3The Defendants now bring a motion pursuant to Rules 25.02, 25.06(1), 25.06(9)(a) and 25.11 of the Rules of Civil Procedure, R.R.O. 1990, Reg. 194 (“Rules”), to strike the Plaintiff’s Claim with leave to amend, or in the alternative, an order that page 3 and pages 18 to 64 of the Claim (the “Impugned Pages”) be struck, with leave to amend within 30 days. The Defendants argue that deficiencies in the Claim and its non-conformity with the Rules makes it difficult for the Defendants to meaningfully respond to the Claim.
4Ms. Hakim does not concede the deficiencies identified. She argues that the Defendant’s complaint is one of form over substance and that there is sufficient information in the Claim for the Defendants to know the case to meet and to file a Defence.
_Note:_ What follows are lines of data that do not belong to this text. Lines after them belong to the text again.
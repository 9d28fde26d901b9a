//! Span tracing exported to a local OTLP JSON file.
//!
//! ```text
//! tracing macros → tracing-opentelemetry → OpenTelemetry SDK → FileSpanExporter → game-library-otlp.json
//! ```
//!
//! The trace file lives in the data directory (see
//! [`get_data_dir`](crate::infrastructure::get_data_dir)), rotates at 10 MB and
//! keeps three backups. The worker thread continues the dispatching span's
//! trace through the context carried in each request, so one user action shows
//! up as a single trace across both threads.
//!
//! Level resolution: `RUST_LOG`, then the `trace_level` config key, then
//! `"info"`.

mod file_writer;
mod init;
mod span_formatter;
mod tracer;

pub use init::{init_tracing, SERVICE_NAME, TRACE_FILE_NAME};
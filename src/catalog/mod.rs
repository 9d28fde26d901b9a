//! Catalog layer: data source access, caching and image assets.
//!
//! The catalog is read once per session from the table store and shared
//! immutably with the table engine and the selection resolver.
//!
//! # Modules
//!
//! - `backend`: [`CatalogSource`] trait over the `games` / `game_releases` tables
//! - `json`: JSON export implementation of the source
//! - `models`: Raw row types separate from domain records
//! - `cache`: [`Memo`] primitive and the cache-aside [`CatalogRepository`]
//! - `assets`: Image path convention and [`AssetStore`] probe

pub mod assets;
pub mod backend;
pub mod cache;
pub mod json;
pub mod models;

pub use assets::{AssetStore, AssetUrls, LocalAssetStore};
pub use backend::CatalogSource;
pub use cache::{CatalogRepository, Memo};
pub use json::{CatalogData, JsonCatalogSource};
pub use models::{GameRecord, GameReleaseRecord};
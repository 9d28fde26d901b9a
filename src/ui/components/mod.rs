//! Composable UI component renderers.
//!
//! Each component writes one part of the interface into a frame buffer at a
//! given row and returns the next free row, so layouts are simple sequences
//! of calls.
//!
//! # Components
//!
//! - `header`: Title bar and committed release
//! - `footer`: Keybinding hints and error line
//! - `table`: Release table, filters and pagination
//! - `selectors`: Title / platform / region / edition dropdowns and buttons
//! - `viewer`: Mode selector and the current face of the case
//! - `empty`: "No results found" message
//!
//! # Layout Modes
//!
//! - [`render_catalog_layout`]: Header + Table + Selectors + Footer
//! - [`render_viewer_layout`]: Header + Mode selector + Viewer + Footer

mod empty;
mod footer;
mod header;
mod selectors;
mod table;
mod viewer;

use crate::ui::helpers::position_cursor;
use crate::ui::theme::Theme;
use crate::ui::viewmodel::{CatalogPanel, UIViewModel};

use empty::render_empty_state;
use footer::{render_error, render_footer};
use header::render_header;
use selectors::{render_buttons, render_selector};
use table::{render_filters, render_pagination, render_table_headers, render_table_rows};
use viewer::{render_mode_selector, render_viewer};

/// Renders a horizontal border line at `row`. Returns `row + 1`.
fn render_border(out: &mut String, row: usize, color: &str, cols: usize) -> usize {
    position_cursor(out, row, 1);
    out.push_str(&Theme::fg(color));
    out.push_str(&"─".repeat(cols));
    out.push_str(Theme::reset());
    row + 1
}

/// Renders the footer block anchored to the bottom of the screen.
fn render_bottom(out: &mut String, vm: &UIViewModel, theme: &Theme, cols: usize, rows: usize) {
    let footer_row = rows.max(4);
    let border_row = footer_row - 1;

    if let Some(message) = &vm.error {
        render_error(out, border_row - 1, message, theme, cols);
    }
    render_border(out, border_row, &theme.colors.border, cols);
    render_footer(out, footer_row, &vm.footer, theme, cols);
}

/// Renders the title selection panel.
///
/// Layout structure:
/// ```text
/// [Header]
/// [Border]
/// [Filters]
/// [Table Headers]
/// [Table Rows | Empty State | Loading]
/// [Pagination]
/// [Border]
/// [Title / Platform / Region / Edition]
/// [Confirm] [Close]
/// ...
/// [Error]
/// [Border]
/// [Footer]
/// ```
pub fn render_catalog_layout(out: &mut String, vm: &UIViewModel, panel: &CatalogPanel, theme: &Theme, cols: usize, rows: usize) {
    let mut current_row = 1;

    current_row = render_header(out, current_row, &vm.header, theme, cols);
    current_row = render_border(out, current_row, &theme.colors.border, cols);
    current_row = render_filters(out, current_row, &panel.filters, theme, cols);
    current_row = render_table_headers(out, current_row, &panel.columns, theme);

    if panel.loading {
        position_cursor(out, current_row, 1);
        out.push_str(&Theme::fg(&theme.colors.text_dim));
        out.push_str("Loading...");
        out.push_str(Theme::reset());
        current_row += 1;
    } else if let Some(empty) = &panel.empty_state {
        current_row = render_empty_state(out, current_row, empty, theme, cols);
    } else {
        current_row = render_table_rows(out, current_row, &panel.rows, theme, cols);
    }

    current_row = render_pagination(out, current_row, &panel.pagination, theme, cols);
    current_row = render_border(out, current_row, &theme.colors.border, cols);

    current_row = render_selector(out, current_row, &panel.title_selector, theme, cols);
    for selector in &panel.selectors {
        current_row = render_selector(out, current_row, selector, theme, cols);
    }
    let _current_row = render_buttons(out, current_row, panel.can_confirm, panel.can_close, theme, cols);

    render_bottom(out, vm, theme, cols, rows);
}

/// Renders the case viewer.
///
/// Layout structure:
/// ```text
/// [Header]
/// [Border]
/// [Mode selector]
/// [Viewer caption, images and lines]
/// ...
/// [Error]
/// [Border]
/// [Footer]
/// ```
pub fn render_viewer_layout(out: &mut String, vm: &UIViewModel, theme: &Theme, cols: usize, rows: usize) {
    let mut current_row = 1;

    current_row = render_header(out, current_row, &vm.header, theme, cols);
    current_row = render_border(out, current_row, &theme.colors.border, cols);
    current_row = render_mode_selector(out, current_row, &vm.mode_selector, theme);
    let _current_row = render_viewer(out, current_row + 1, &vm.viewer, theme, cols);

    render_bottom(out, vm, theme, cols, rows);
}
5The issue to be decided is whether the entirety of the Claim or the Impugned Pages within the Claim should be struck with leave to amend for non-conformity with the Rules.
6For the reasons set out below, I find the Claim offends the Rules and principles governing pleadings in multiple respects and should be struck in its entirety with leave to amend in 30 days.
Issue: Should all or a portion of the Claim be struck with leave to amend?
7The Defendants argue that the Claim should be struck because it: i) does not contain paragraph numbers in certain sections; ii) does not delineate the dollar value for each class of damages or tort; and iii) does not contain a concise statement of material facts but rather pleads evidence and repeats allegations. Below, I address each of these issues.
i. Lack of paragraph numbers contrary to Rule 25.02
8Rule 25.02 states that “pleadings shall be divided into paragraphs numbered consecutively and each allegation shall, so far as is practical, be contained in a separate paragraph.” Here, the Claim is 64 pages but only includes paragraph numbers at pages 4 to 18. I find the absence of paragraph numbers prejudices the Defendants’ ability to accurately respond to the allegations.
ii. Failure to delineate the dollar value for each head of damages or tort
9Rule 25.06(9)(a) states that where a pleading contains a claim for relief, the nature of the relief sought shall be specified and, where damages are claimed, the amount claimed for each claimant in response of each claim shall be stated. Consequently, the Rules require the Plaintiff to specify the amount for each of head of damages so that the Defendants know their economic jeopardy for each claim: W. (A.) v. London Police Services Board, 2019 ONSC 227, 144 O.R. (3d) 109, at para. 72.
10The Plaintiff has specified that she seeks total damages of $450,000 for multiple categories of damages: general, damages for constructive dismissal and employee misclassification; aggravated and moral damages; loss of income and future earnings; and punitive damages. I find the Plaintiff’s failure to specify the amount sought for each head of damages constitutes a breach of the Rules and undermines the Defendants’ ability to meaningfully respond. For example, should liability be established, the Defendants are entitled to know what amount the Plaintiff seeks for loss of income and future earnings and to ascertain on what basis such a valuation has been put forth. The same applies to the other classes of damages, particularly given the Plaintiff alleges multiple torts and seeks various categories of damages.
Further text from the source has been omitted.